▶ **WHAT YOU WILL DO**
The entries that follow include a run beginning at the line with "Credit loans, keyed by contract code." and ending at the line with "empty (index only)."; restate that run word for word and leave the rest out.

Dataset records
= = = =

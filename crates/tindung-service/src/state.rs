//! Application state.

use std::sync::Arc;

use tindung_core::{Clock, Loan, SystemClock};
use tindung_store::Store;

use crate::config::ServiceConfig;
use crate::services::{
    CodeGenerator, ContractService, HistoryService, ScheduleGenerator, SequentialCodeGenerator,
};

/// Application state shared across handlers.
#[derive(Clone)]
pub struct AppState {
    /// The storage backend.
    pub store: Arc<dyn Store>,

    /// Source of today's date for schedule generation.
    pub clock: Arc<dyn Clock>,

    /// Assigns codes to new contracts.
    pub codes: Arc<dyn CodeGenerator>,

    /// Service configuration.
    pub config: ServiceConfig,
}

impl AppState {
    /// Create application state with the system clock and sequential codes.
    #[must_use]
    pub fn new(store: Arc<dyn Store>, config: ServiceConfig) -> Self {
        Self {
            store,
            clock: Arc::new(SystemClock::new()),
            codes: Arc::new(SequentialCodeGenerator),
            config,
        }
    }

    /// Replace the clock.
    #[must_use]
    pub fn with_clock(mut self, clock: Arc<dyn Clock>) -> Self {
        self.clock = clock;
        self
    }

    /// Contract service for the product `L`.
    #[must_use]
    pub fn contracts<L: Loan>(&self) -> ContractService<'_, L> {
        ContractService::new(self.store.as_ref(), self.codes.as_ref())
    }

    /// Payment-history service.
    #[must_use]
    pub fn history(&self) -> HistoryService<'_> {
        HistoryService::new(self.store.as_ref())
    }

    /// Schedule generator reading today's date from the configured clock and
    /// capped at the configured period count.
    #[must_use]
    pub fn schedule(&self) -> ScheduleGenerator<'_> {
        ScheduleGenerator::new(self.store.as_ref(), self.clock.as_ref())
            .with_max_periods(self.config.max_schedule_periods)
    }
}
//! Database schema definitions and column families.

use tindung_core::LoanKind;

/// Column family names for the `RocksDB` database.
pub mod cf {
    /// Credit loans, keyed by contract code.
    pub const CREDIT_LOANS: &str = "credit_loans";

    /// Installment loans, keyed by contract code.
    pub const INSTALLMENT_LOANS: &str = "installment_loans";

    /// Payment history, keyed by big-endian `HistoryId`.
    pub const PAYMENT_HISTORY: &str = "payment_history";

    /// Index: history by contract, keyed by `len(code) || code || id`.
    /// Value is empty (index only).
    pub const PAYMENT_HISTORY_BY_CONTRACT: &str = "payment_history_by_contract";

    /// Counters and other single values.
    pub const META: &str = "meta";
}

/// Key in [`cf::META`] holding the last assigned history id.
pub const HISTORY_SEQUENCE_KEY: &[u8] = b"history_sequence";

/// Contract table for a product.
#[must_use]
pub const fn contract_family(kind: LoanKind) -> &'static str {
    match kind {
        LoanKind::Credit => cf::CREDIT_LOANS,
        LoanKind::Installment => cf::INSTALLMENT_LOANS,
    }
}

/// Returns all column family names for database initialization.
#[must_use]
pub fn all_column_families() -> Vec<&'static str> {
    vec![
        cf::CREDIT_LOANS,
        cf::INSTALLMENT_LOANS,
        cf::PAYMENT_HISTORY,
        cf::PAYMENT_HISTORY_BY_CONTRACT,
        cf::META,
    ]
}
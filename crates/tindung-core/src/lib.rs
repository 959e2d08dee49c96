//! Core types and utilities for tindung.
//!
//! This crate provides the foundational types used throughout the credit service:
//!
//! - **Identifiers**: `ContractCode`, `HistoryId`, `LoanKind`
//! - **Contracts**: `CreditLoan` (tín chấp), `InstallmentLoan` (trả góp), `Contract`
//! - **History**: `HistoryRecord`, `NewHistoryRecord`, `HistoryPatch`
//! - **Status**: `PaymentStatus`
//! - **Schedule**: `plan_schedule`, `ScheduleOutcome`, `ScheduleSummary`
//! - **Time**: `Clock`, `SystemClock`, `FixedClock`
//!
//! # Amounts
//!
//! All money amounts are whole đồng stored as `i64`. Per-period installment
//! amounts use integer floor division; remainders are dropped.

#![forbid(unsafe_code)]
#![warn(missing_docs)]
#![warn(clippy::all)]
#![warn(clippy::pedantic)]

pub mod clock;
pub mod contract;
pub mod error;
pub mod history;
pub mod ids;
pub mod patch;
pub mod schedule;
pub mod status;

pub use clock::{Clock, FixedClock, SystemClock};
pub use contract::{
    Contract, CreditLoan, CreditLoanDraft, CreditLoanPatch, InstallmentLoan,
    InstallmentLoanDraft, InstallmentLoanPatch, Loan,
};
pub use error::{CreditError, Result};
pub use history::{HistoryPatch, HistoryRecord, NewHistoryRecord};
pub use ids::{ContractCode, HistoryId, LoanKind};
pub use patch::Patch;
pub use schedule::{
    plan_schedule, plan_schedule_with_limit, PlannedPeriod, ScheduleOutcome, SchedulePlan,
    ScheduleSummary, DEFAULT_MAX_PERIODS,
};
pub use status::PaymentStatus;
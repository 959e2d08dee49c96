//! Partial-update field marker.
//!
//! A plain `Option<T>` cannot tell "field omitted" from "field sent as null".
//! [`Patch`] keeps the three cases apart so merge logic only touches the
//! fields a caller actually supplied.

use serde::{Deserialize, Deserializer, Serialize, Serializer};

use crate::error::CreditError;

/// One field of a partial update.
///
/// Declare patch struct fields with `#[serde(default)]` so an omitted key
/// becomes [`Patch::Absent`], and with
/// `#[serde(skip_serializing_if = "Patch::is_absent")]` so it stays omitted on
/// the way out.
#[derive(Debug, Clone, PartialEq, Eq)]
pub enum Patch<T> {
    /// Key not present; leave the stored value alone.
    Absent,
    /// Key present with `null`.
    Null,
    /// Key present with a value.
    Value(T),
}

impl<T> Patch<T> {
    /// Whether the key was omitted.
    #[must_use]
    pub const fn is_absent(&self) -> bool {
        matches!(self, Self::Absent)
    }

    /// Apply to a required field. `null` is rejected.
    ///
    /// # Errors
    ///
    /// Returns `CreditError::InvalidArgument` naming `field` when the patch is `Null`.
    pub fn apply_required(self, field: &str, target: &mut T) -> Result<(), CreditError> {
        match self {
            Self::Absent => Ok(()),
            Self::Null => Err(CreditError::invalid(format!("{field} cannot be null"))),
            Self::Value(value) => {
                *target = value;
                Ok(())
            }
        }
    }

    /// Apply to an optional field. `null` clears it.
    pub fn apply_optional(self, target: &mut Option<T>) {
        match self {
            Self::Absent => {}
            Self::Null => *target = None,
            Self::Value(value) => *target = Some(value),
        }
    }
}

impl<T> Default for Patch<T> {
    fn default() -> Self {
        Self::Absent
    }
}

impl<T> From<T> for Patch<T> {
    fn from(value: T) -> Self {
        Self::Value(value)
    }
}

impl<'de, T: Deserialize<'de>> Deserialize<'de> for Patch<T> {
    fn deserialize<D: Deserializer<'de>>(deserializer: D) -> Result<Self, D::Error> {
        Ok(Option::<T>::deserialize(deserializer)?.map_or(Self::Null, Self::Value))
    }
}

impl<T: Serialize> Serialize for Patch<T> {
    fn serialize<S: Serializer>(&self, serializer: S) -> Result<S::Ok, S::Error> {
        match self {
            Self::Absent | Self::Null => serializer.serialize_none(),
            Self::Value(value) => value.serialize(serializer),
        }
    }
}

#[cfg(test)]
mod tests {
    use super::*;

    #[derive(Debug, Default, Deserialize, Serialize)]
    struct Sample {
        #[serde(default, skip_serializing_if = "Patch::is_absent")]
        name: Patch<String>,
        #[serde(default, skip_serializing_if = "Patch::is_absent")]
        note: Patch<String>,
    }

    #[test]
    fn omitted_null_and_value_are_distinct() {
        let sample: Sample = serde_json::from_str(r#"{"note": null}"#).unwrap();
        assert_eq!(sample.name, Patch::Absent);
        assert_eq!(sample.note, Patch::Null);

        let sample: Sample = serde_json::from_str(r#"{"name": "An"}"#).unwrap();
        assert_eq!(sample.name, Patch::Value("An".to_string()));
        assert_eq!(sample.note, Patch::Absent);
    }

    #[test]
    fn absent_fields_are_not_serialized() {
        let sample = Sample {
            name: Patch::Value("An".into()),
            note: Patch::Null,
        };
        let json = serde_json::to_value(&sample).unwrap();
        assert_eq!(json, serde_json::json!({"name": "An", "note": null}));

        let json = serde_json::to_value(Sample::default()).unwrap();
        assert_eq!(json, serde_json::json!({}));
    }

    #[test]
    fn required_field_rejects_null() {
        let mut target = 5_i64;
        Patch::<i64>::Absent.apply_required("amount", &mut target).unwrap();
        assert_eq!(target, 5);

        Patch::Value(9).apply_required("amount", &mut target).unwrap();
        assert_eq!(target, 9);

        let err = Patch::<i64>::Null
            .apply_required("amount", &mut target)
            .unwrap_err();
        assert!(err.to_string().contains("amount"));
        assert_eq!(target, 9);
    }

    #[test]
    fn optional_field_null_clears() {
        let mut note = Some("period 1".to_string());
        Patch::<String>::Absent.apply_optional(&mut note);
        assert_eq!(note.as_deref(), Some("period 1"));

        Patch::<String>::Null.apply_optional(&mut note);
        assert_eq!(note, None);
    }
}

= = = =

▶ **RESULT OF THE TASK**
    /// Credit loans, keyed by contract code.
    pub const CREDIT_LOANS: &str = "credit_loans";

    /// Installment loans, keyed by contract code.
    pub const INSTALLMENT_LOANS: &str = "installment_loans";

    /// Payment history, keyed by big-endian `HistoryId`.
    pub const PAYMENT_HISTORY: &str = "payment_history";

    /// Index: history by contract, keyed by `len(code) || code || id`.
    /// Value is empty (index only).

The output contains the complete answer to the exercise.